Job Summary: We are seeking a highly motivated and experienced Utilization Review Nurse to join our team. The Utilization Review Nurse will play a crucial role in supporting our clients in the healthcare industry by providing expert clinical guidance, facilitating effective utilization management, and ensuring revenue cycle efficiency.
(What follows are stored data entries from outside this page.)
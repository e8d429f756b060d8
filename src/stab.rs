//! # Secondary table
//!
//! Escaped samples are stored as `(virtual_pos: u64, value: i32)` records, packed without
//! padding in strictly increasing position order.
//!
//! Readers load records lazily, one chromosome at a time. The chromosome's record range
//! is located by binary search over the on-disk records, so opening a file never scans
//! the whole table.

use std::sync::{Arc, OnceLock};

use byteorder::{ByteOrder, LittleEndian};

use crate::error::{ReadError, Result};
use crate::stream::ByteStream;

/// Size of one encoded record in bytes
pub const RECORD_SIZE: usize = 12;

/// One escaped sample
#[derive(Clone, Copy, Debug, PartialEq, Eq)]
pub struct SecondaryRecord {
    /// Virtual position of the sample
    pub pos: u64,

    /// Sample value
    pub value: i32,
}
impl SecondaryRecord {
    #[must_use]
    pub fn new(pos: u64, value: i32) -> Self {
        Self { pos, value }
    }

    /// Appends the encoded record to `buf`
    pub fn write_bytes(&self, buf: &mut Vec<u8>) {
        let mut raw = [0u8; RECORD_SIZE];
        LittleEndian::write_u64(&mut raw[..8], self.pos);
        LittleEndian::write_i32(&mut raw[8..], self.value);
        buf.extend_from_slice(&raw);
    }

    /// Decodes a record from exactly [`RECORD_SIZE`] bytes
    #[must_use]
    pub fn from_bytes(raw: &[u8]) -> Self {
        Self {
            pos: LittleEndian::read_u64(&raw[..8]),
            value: LittleEndian::read_i32(&raw[8..RECORD_SIZE]),
        }
    }
}

/// Encodes an ordered record list into a chunk payload
#[must_use]
pub fn encode_records(records: &[SecondaryRecord]) -> Vec<u8> {
    let mut buf = Vec::with_capacity(records.len() * RECORD_SIZE);
    for record in records {
        record.write_bytes(&mut buf);
    }
    buf
}

/// Lazily loaded view over the secondary table chunk
pub struct SecondaryTable {
    stream: Arc<dyn ByteStream>,
    offset: u64,
    count: u64,

    /// Virtual `[start, end)` of every chromosome
    bounds: Vec<(u64, u64)>,

    /// Records of each chromosome, loaded on first use
    loaded: Vec<OnceLock<Vec<SecondaryRecord>>>,
}
impl SecondaryTable {
    /// Wraps the secondary table payload
    ///
    /// # Errors
    ///
    /// Returns [`ReadError::SecondaryTruncated`] if `len` is not a multiple of the
    /// record size.
    pub fn new(
        stream: Arc<dyn ByteStream>,
        offset: u64,
        len: u64,
        bounds: Vec<(u64, u64)>,
    ) -> Result<Self> {
        if len % RECORD_SIZE as u64 != 0 {
            return Err(ReadError::SecondaryTruncated(len).into());
        }
        let loaded = bounds.iter().map(|_| OnceLock::new()).collect();
        Ok(Self {
            stream,
            offset,
            count: len / RECORD_SIZE as u64,
            bounds,
            loaded,
        })
    }

    /// Total number of records
    #[must_use]
    pub fn len(&self) -> u64 {
        self.count
    }

    #[must_use]
    pub fn is_empty(&self) -> bool {
        self.count == 0
    }

    fn record_at(&self, index: u64) -> Result<SecondaryRecord> {
        let mut raw = [0u8; RECORD_SIZE];
        self.stream
            .read_at(self.offset + index * RECORD_SIZE as u64, &mut raw)?;
        Ok(SecondaryRecord::from_bytes(&raw))
    }

    /// Index of the first record whose position is at least `pos`
    fn lower_bound(&self, pos: u64) -> Result<u64> {
        let (mut lo, mut hi) = (0, self.count);
        while lo < hi {
            let mid = lo + (hi - lo) / 2;
            if self.record_at(mid)?.pos < pos {
                lo = mid + 1;
            } else {
                hi = mid;
            }
        }
        Ok(lo)
    }

    fn load(&self, chrom: usize) -> Result<Vec<SecondaryRecord>> {
        let (start, end) = self.bounds[chrom];
        let first = self.lower_bound(start)?;
        let last = self.lower_bound(end)?;
        let raw = self.stream.read_vec(
            self.offset + first * RECORD_SIZE as u64,
            ((last - first) as usize) * RECORD_SIZE,
        )?;

        let records: Vec<_> = raw
            .chunks_exact(RECORD_SIZE)
            .map(SecondaryRecord::from_bytes)
            .collect();
        if let Some(w) = records.windows(2).find(|w| w[0].pos >= w[1].pos) {
            return Err(ReadError::SecondaryUnordered(w[1].pos).into());
        }
        tracing::debug!("loaded {} secondary records for chromosome {chrom}", records.len());
        Ok(records)
    }

    /// Records of one chromosome, in position order
    pub fn records(&self, chrom: usize) -> Result<&[SecondaryRecord]> {
        let cell = &self.loaded[chrom];
        if let Some(records) = cell.get() {
            return Ok(records);
        }
        let records = self.load(chrom)?;
        // Another thread may have won the race, both loads are identical
        Ok(cell.get_or_init(|| records))
    }
}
This position offers a unique opportunity to combine clinical expertise with revenue cycle management knowledge.

Key Responsibilities:

· Clinical Assessment: Conduct comprehensive clinical assessments of medical records to ensure patients are receiving appropriate care at the correct level of service.

  • Care Coordination: Collaborate with interdisciplinary healthcare teams to coordinate patient care and treatment plans, ensuring the most cost-effective and clinically appropriate care is provided.
  • Revenue Cycle Management: Utilize clinical expertise to support revenue cycle processes, including accurate coding, documentation improvement, and compliance with healthcare regulations.
  • Utilization Review:

a) Apply medical necessity screening criteria and clinical knowledge to ensure appropriateness of admissions and length of stays

b) Conduct initial admission, continuing stay, and 23-hour observations reviews for all patients

c) Support Utilization Review Coordinator team members on cases escalated for level of care determinations

d) Screen cases for Physician Advisor review

e) Collaborate with insurance companies on concurrently denied and high risk for denial cases

  • Documentation Improvement: Identify opportunities for improving clinical documentation to support accurate coding and billing processes, ultimately improving reimbursement.


  • Data Analysis: Analyze clinical and financial data to identify trends, opportunities for improvement, and areas of potential cost savings for clients.


  • Compliance: Stay up-to-date with healthcare regulations, guidelines, and policies to ensure all patient care and revenue cycle processes are in compliance with industry standards and regulatory requirements to ensure appropriate reimbursement.

Qualifications:

· Registered Nurse (RN) licensure required; must hold a USRN multi-state/compact nursing license.

· Bachelor of Science in Nursing (BSN) preferred.

· Case Management Certification (e.g., CCM) is a plus.

· Minimum of 3 years of clinical nursing experience, preferably in a hospital or acute care setting.

· Minimum 2 years of work experience in Utilization Review

· Strong understanding of revenue cycle management and healthcare reimbursement.

· Proficiency in medical coding and clinical documentation improvement.

· Excellent communication, interpersonal, and teamwork skills.

· Ability to work independently and make sound clinical and financial decisions.

· Strong analytical and problem-solving skills.

· Proficient in using healthcare information systems and technology.

· Commitment to maintaining patient confidentiality and ethical standards.